Data to process:
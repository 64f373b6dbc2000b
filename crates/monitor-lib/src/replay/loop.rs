//! Replay loop
//!
//! Walks the transaction log one row per step interval, pushing each row
//! into the gauges, and starts over at the end of the file. A missing file is
//! retried until shutdown.

use super::TransactionGauges;
use crate::health::{Component, HealthRegistry};
use crate::observability::StructuredLogger;
use std::path::PathBuf;
use std::time::Duration;
use tokio::sync::broadcast;
use tracing::{debug, info, warn};

/// Configuration for the replay loop
#[derive(Debug, Clone)]
pub struct ReplayConfig {
    /// Transaction log to replay
    pub path: PathBuf,
    /// Delay between rows; one row stands for one minute of history
    pub step_interval: Duration,
    /// Delay before retrying an unreadable or empty log
    pub retry_interval: Duration,
}

impl Default for ReplayConfig {
    fn default() -> Self {
        Self {
            path: PathBuf::from("/data/transactions.csv"),
            step_interval: Duration::from_secs(1),
            retry_interval: Duration::from_secs(10),
        }
    }
}

/// How a single pass over the log ended
#[derive(Debug, Clone, Copy, PartialEq, Eq)]
pub(crate) enum PassOutcome {
    /// Reached the end of the log after replaying this many rows
    Completed(u64),
    /// Shutdown was requested mid-pass
    Shutdown,
}

/// Replays the transaction log into [`TransactionGauges`] forever
pub struct ReplayLoop {
    gauges: TransactionGauges,
    config: ReplayConfig,
    logger: StructuredLogger,
    health: Option<HealthRegistry>,
}

impl ReplayLoop {
    pub fn new(gauges: TransactionGauges, config: ReplayConfig) -> Self {
        Self {
            gauges,
            config,
            logger: StructuredLogger::new("transaction-exporter"),
            health: None,
        }
    }

    /// Report replay health into a registry
    pub fn with_health(mut self, health: HealthRegistry) -> Self {
        self.health = Some(health);
        self
    }

    pub fn with_logger(mut self, logger: StructuredLogger) -> Self {
        self.logger = logger;
        self
    }

    /// Run until a shutdown signal arrives
    pub async fn run(self, mut shutdown: broadcast::Receiver<()>) {
        info!(
            path = %self.config.path.display(),
            step_ms = self.config.step_interval.as_millis() as u64,
            "Starting transaction replay"
        );

        loop {
            let contents = match tokio::fs::read(&self.config.path).await {
                Ok(contents) => contents,
                Err(e) => {
                    warn!(
                        path = %self.config.path.display(),
                        error = %e,
                        retry_secs = self.config.retry_interval.as_secs(),
                        "Failed to open transaction log, retrying"
                    );
                    self.report(Some(format!("cannot open transaction log: {}", e)))
                        .await;
                    if wait_or_shutdown(self.config.retry_interval, &mut shutdown).await {
                        break;
                    }
                    continue;
                }
            };

            self.report(None).await;

            match self.replay_pass(&contents, &mut shutdown).await {
                PassOutcome::Shutdown => break,
                PassOutcome::Completed(0) => {
                    warn!(
                        path = %self.config.path.display(),
                        "Transaction log has no rows to replay"
                    );
                    if let Some(health) = &self.health {
                        health
                            .set_degraded(Component::Replay, "transaction log has no rows")
                            .await;
                    }
                    if wait_or_shutdown(self.config.retry_interval, &mut shutdown).await {
                        break;
                    }
                }
                PassOutcome::Completed(rows) => {
                    self.logger
                        .log_replay_restart(&self.config.path.display().to_string(), rows);
                }
            }
        }

        info!("Shutting down transaction replay");
    }

    /// Replay every row of `contents` once
    pub(crate) async fn replay_pass(
        &self,
        contents: &[u8],
        shutdown: &mut broadcast::Receiver<()>,
    ) -> PassOutcome {
        let mut reader = csv::ReaderBuilder::new()
            .has_headers(true)
            .flexible(true)
            .trim(csv::Trim::All)
            .from_reader(contents);

        let mut replayed = 0u64;
        for row in reader.records() {
            let row = match row {
                Ok(row) => row,
                Err(e) => {
                    warn!(error = %e, "Error reading transaction log row");
                    continue;
                }
            };

            let (status, count) = match parse_replay_row(&row) {
                Ok(parsed) => parsed,
                Err(reason) => {
                    warn!(reason = %reason, "Skipping transaction log row");
                    continue;
                }
            };

            self.gauges.apply(&status, count);
            replayed += 1;
            debug!(status = %status, count = count, "Updated transaction gauge");

            if wait_or_shutdown(self.config.step_interval, shutdown).await {
                return PassOutcome::Shutdown;
            }
        }

        PassOutcome::Completed(replayed)
    }

    async fn report(&self, failure: Option<String>) {
        if let Some(health) = &self.health {
            match failure {
                Some(message) => health.set_unhealthy(Component::Replay, message).await,
                None => health.set_healthy(Component::Replay).await,
            }
        }
    }
}

/// Lower-cased status and count of one row
fn parse_replay_row(row: &csv::StringRecord) -> Result<(String, f64), String> {
    let status = row
        .get(1)
        .ok_or_else(|| format!("expected 3 fields, found {}", row.len()))?
        .to_lowercase();
    let raw_count = row
        .get(2)
        .ok_or_else(|| format!("expected 3 fields, found {}", row.len()))?;
    let count = raw_count
        .parse::<f64>()
        .map_err(|e| format!("invalid count '{}': {}", raw_count, e))?;

    Ok((status, count))
}

/// Sleep for `duration`; returns true if shutdown fired first
async fn wait_or_shutdown(duration: Duration, shutdown: &mut broadcast::Receiver<()>) -> bool {
    tokio::select! {
        biased;
        _ = shutdown.recv() => true,
        _ = tokio::time::sleep(duration) => false,
    }
}

#[cfg(test)]
mod tests {
    use super::*;
    use prometheus::Registry;
    use std::io::Write;
    use tempfile::NamedTempFile;

    fn replay_loop(path: PathBuf) -> (ReplayLoop, TransactionGauges) {
        let gauges = TransactionGauges::register(&Registry::new()).unwrap();
        let config = ReplayConfig {
            path,
            step_interval: Duration::ZERO,
            retry_interval: Duration::from_millis(10),
        };
        (ReplayLoop::new(gauges.clone(), config), gauges)
    }

    #[tokio::test]
    async fn test_pass_replays_every_valid_row() {
        let (replay, gauges) = replay_loop(PathBuf::from("unused.csv"));
        let (_tx, mut rx) = broadcast::channel(1);

        let log = "timestamp,status,count\n\
                   2025-07-12 13:00:00,Approved,120\n\
                   2025-07-12 13:00:00,denied,not-a-number\n\
                   2025-07-12 13:00:00,REVERSED,2\n\
                   2025-07-12 13:00:00,backend_reversed,1\n";

        let outcome = replay.replay_pass(log.as_bytes(), &mut rx).await;
        assert_eq!(outcome, PassOutcome::Completed(3));

        let snapshot = gauges.snapshot();
        assert_eq!(snapshot.reversed, 3.0);
        assert_eq!(snapshot.approved, 0.0);
    }

    #[tokio::test]
    async fn test_pass_stops_on_shutdown() {
        let (replay, _gauges) = replay_loop(PathBuf::from("unused.csv"));
        let (tx, mut rx) = broadcast::channel(1);
        tx.send(()).unwrap();

        let log = "timestamp,status,count\n2025-07-12 13:00:00,failed,2\n";
        let outcome = replay.replay_pass(log.as_bytes(), &mut rx).await;
        assert_eq!(outcome, PassOutcome::Shutdown);
    }

    #[tokio::test]
    async fn test_missing_file_retries_until_shutdown() {
        let health = HealthRegistry::new();
        let (replay, _gauges) = replay_loop(PathBuf::from("/no/such/transactions.csv"));
        let replay = replay.with_health(health.clone());
        let (tx, rx) = broadcast::channel(1);

        let handle = tokio::spawn(replay.run(rx));
        tokio::time::sleep(Duration::from_millis(30)).await;

        let components = health.health().await.components;
        assert_eq!(
            components[&Component::Replay].status,
            crate::health::ComponentStatus::Unhealthy
        );

        tx.send(()).unwrap();
        tokio::time::timeout(Duration::from_secs(5), handle)
            .await
            .expect("replay loop should stop after shutdown")
            .unwrap();
    }

    #[tokio::test]
    async fn test_run_replays_file_from_disk() {
        let mut file = NamedTempFile::new().unwrap();
        writeln!(file, "timestamp,status,count").unwrap();
        writeln!(file, "2025-07-12 13:00:00,failed,6").unwrap();

        let (mut replay, gauges) = replay_loop(file.path().to_path_buf());
        replay.config.step_interval = Duration::from_millis(5);
        let (tx, rx) = broadcast::channel(1);

        let handle = tokio::spawn(replay.run(rx));
        tokio::time::sleep(Duration::from_millis(50)).await;
        tx.send(()).unwrap();
        tokio::time::timeout(Duration::from_secs(5), handle)
            .await
            .unwrap()
            .unwrap();

        assert_eq!(gauges.snapshot().failed, 6.0);
    }

    #[tokio::test]
    async fn test_empty_log_degrades_replay_health() {
        let mut file = NamedTempFile::new().unwrap();
        writeln!(file, "timestamp,status,count").unwrap();

        let health = HealthRegistry::new();
        let (mut replay, _gauges) = replay_loop(file.path().to_path_buf());
        replay.config.retry_interval = Duration::from_secs(5);
        let replay = replay.with_health(health.clone());
        let (tx, rx) = broadcast::channel(1);

        let handle = tokio::spawn(replay.run(rx));
        tokio::time::sleep(Duration::from_millis(50)).await;

        let components = health.health().await.components;
        assert_eq!(
            components[&Component::Replay].status,
            crate::health::ComponentStatus::Degraded
        );

        tx.send(()).unwrap();
        tokio::time::timeout(Duration::from_secs(5), handle)
            .await
            .unwrap()
            .unwrap();
    }

    #[test]
    fn test_parse_replay_row_lowercases_status() {
        let row = csv::StringRecord::from(vec!["2025-07-12 13:00:00", "DENIED", "4"]);
        assert_eq!(parse_replay_row(&row).unwrap(), ("denied".to_string(), 4.0));

        let short = csv::StringRecord::from(vec!["2025-07-12 13:00:00", "denied"]);
        assert!(parse_replay_row(&short).is_err());
    }
}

Exercise prompt: All lines above that contain the word "impl" are to be copied.

Solution to this task:
impl Default for ReplayConfig {
impl ReplayLoop {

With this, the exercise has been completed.